Task details
What lines in the records below mention "while"? List them all.

Saved data entries
◇ ◇ ◇ ◇ ◇ ◇ ◇

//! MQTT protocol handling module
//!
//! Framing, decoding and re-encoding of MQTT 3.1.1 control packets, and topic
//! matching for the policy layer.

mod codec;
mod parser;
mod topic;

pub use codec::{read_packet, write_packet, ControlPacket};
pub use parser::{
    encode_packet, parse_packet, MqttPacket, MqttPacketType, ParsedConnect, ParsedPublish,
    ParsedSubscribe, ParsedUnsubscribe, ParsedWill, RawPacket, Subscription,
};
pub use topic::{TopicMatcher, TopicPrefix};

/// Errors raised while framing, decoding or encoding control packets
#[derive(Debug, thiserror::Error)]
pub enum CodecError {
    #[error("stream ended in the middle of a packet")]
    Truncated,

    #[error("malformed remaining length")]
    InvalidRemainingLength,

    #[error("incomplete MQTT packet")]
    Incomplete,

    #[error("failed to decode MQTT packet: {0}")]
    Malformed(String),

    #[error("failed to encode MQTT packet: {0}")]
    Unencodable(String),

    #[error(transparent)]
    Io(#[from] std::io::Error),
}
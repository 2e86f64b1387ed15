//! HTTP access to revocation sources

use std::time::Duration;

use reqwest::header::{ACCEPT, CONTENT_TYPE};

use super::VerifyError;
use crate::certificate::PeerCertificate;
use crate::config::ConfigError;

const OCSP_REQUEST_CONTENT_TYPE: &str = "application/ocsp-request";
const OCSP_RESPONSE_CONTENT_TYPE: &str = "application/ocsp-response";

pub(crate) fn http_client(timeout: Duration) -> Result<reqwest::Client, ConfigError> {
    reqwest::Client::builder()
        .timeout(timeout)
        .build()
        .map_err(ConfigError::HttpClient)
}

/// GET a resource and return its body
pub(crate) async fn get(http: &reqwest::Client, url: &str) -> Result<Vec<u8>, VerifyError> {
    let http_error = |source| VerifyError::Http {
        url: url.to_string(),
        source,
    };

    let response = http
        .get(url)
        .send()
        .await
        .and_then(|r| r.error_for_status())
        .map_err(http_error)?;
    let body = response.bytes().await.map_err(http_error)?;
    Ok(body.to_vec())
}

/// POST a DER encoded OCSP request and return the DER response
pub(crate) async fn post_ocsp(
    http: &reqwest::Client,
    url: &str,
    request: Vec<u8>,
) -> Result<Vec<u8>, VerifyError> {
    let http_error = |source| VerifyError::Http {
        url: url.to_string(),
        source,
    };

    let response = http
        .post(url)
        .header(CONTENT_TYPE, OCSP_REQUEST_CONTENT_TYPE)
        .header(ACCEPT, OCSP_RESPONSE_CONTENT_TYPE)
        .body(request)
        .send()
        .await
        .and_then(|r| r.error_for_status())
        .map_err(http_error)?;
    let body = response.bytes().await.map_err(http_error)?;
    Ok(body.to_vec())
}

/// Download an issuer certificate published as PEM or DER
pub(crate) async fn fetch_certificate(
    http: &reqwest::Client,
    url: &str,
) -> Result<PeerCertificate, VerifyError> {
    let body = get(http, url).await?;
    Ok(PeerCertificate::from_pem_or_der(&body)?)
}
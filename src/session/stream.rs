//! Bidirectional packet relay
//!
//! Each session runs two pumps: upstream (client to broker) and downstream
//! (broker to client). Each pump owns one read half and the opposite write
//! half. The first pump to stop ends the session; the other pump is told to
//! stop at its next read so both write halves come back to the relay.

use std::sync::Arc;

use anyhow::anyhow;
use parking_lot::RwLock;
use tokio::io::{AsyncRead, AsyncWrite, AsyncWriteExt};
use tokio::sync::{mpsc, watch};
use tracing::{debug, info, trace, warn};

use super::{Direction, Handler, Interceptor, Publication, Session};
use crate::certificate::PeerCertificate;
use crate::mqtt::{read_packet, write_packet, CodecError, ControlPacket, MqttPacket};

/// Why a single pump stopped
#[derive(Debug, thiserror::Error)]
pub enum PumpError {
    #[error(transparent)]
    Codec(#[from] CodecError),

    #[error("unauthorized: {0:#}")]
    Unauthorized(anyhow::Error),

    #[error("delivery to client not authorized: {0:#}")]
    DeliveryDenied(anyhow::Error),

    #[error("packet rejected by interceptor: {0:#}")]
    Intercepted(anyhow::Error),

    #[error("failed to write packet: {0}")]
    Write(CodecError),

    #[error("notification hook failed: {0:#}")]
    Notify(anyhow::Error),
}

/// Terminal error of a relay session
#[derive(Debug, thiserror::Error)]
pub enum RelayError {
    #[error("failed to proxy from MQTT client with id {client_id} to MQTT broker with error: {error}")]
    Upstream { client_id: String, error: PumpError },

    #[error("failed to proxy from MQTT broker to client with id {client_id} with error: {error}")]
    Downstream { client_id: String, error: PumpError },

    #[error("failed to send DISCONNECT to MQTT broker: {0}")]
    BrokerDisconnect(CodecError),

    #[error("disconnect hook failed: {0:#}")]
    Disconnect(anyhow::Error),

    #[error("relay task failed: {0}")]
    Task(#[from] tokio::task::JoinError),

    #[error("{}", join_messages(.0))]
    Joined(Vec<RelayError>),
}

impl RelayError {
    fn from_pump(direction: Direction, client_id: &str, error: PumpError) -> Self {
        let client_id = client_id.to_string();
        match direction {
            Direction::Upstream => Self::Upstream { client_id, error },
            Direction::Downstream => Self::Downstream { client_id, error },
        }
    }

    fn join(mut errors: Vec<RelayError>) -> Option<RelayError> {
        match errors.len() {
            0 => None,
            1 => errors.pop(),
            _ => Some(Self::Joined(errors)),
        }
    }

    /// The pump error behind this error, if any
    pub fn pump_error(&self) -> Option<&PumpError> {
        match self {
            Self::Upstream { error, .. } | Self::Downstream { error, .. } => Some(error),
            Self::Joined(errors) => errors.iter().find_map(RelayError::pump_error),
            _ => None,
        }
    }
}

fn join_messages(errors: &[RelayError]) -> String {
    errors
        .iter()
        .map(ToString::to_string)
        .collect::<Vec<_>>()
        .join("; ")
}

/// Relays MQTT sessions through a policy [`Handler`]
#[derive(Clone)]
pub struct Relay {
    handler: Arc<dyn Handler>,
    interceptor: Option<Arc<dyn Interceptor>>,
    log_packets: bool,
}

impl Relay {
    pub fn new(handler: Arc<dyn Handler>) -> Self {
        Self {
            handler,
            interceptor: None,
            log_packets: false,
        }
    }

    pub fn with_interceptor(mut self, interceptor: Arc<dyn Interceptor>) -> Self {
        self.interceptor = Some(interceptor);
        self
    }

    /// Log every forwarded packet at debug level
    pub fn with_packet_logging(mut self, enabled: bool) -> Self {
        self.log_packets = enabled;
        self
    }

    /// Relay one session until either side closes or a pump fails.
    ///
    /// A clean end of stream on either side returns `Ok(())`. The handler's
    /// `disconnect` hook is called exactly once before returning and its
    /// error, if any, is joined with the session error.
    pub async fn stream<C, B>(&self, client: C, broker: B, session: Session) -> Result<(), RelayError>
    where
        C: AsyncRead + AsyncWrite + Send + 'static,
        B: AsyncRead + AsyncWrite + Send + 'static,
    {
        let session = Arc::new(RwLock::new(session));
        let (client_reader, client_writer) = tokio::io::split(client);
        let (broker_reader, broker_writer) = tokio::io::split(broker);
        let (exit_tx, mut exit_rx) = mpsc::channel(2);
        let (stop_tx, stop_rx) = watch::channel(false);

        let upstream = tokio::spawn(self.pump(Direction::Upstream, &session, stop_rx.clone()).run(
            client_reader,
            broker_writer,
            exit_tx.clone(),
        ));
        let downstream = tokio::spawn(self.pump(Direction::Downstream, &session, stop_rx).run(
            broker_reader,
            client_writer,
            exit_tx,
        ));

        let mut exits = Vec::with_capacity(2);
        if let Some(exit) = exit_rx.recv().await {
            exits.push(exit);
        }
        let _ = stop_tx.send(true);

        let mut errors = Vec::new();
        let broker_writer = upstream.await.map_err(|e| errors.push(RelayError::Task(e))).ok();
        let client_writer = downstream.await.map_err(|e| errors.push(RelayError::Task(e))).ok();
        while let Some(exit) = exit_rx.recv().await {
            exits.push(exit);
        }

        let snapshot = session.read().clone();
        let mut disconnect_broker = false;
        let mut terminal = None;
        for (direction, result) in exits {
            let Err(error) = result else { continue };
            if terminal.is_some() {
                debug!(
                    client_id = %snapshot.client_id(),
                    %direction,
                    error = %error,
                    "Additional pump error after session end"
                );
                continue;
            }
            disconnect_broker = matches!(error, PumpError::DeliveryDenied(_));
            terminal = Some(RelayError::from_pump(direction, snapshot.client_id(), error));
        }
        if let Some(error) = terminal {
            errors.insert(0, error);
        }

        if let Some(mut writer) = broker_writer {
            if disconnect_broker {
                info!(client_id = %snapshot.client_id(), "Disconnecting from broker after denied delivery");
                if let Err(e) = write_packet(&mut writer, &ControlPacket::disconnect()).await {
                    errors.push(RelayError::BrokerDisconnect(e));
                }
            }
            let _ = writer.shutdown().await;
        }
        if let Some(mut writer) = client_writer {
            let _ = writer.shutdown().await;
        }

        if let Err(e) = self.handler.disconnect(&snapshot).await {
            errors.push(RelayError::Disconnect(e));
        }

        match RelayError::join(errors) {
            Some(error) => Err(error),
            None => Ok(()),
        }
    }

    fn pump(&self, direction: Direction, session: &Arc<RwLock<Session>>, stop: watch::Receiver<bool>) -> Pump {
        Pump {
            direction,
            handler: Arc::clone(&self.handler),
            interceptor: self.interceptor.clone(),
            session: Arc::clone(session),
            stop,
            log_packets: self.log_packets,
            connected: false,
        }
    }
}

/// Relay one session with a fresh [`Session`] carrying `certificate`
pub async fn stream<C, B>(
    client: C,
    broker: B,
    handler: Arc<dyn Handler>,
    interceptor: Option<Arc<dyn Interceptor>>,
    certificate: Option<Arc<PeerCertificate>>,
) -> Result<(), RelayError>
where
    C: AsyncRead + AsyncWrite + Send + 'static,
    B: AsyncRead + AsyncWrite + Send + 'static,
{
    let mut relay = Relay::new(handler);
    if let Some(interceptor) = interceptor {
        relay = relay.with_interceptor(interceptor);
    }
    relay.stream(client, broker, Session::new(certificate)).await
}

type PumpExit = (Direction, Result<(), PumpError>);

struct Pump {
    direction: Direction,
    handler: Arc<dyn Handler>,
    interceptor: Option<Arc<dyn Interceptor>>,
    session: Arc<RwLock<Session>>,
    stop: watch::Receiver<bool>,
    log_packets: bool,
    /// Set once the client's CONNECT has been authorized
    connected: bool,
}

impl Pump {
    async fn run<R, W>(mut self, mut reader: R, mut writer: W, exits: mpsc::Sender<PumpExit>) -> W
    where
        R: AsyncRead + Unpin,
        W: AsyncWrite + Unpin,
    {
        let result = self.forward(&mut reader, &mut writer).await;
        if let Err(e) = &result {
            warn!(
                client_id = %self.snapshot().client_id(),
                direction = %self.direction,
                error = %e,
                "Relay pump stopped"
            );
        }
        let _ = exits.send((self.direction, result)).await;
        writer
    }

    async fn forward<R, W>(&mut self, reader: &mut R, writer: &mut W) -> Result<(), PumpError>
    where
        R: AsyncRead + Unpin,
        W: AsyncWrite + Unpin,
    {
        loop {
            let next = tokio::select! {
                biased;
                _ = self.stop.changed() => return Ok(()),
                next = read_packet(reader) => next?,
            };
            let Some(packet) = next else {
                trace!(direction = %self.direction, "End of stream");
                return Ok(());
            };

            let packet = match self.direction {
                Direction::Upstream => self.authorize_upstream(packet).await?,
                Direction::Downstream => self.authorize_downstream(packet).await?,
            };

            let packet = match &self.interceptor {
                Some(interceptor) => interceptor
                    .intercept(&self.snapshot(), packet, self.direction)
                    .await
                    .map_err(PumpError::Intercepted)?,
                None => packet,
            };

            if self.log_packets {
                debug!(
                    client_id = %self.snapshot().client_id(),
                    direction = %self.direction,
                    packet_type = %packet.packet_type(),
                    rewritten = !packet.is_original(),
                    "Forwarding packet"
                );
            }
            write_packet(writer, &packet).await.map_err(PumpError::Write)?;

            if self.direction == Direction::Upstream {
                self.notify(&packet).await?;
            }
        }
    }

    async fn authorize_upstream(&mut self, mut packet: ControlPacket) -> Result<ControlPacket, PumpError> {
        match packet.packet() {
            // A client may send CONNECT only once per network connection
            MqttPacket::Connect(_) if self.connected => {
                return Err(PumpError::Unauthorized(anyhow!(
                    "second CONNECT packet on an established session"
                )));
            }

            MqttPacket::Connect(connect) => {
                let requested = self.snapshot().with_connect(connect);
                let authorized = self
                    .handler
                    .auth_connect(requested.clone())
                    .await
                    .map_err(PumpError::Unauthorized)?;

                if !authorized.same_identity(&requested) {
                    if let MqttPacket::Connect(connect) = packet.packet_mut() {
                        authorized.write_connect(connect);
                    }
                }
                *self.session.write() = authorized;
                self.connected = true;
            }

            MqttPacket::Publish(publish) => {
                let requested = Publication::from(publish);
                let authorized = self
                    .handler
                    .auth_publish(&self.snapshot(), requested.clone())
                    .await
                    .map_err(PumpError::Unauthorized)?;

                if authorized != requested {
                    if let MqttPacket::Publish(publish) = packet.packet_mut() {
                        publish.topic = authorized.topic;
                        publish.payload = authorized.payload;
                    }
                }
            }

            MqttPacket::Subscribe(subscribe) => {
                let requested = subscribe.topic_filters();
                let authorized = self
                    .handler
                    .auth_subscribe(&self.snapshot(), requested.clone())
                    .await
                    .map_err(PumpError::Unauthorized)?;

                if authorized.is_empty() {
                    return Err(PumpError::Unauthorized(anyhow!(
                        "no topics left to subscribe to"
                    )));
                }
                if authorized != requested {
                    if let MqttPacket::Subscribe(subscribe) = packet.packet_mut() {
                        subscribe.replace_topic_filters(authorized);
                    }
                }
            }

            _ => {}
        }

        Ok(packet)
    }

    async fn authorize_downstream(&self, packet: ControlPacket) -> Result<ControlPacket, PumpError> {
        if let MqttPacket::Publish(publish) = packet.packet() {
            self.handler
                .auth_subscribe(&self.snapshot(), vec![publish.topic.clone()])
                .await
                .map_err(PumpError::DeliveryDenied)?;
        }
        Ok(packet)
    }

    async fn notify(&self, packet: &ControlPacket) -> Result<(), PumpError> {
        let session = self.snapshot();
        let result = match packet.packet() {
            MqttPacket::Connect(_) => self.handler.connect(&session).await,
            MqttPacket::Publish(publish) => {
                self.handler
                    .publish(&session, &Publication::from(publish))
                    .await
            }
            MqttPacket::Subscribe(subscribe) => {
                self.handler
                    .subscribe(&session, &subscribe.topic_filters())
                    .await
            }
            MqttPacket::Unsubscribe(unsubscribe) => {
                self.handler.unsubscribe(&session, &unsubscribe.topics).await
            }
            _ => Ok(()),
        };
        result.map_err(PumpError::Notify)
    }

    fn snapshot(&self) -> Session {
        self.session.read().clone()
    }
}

◇ ◇ ◇ ◇ ◇ ◇ ◇

Result of the task
/// Errors raised while framing, decoding or encoding control packets
        while let Some(exit) = exit_rx.recv().await {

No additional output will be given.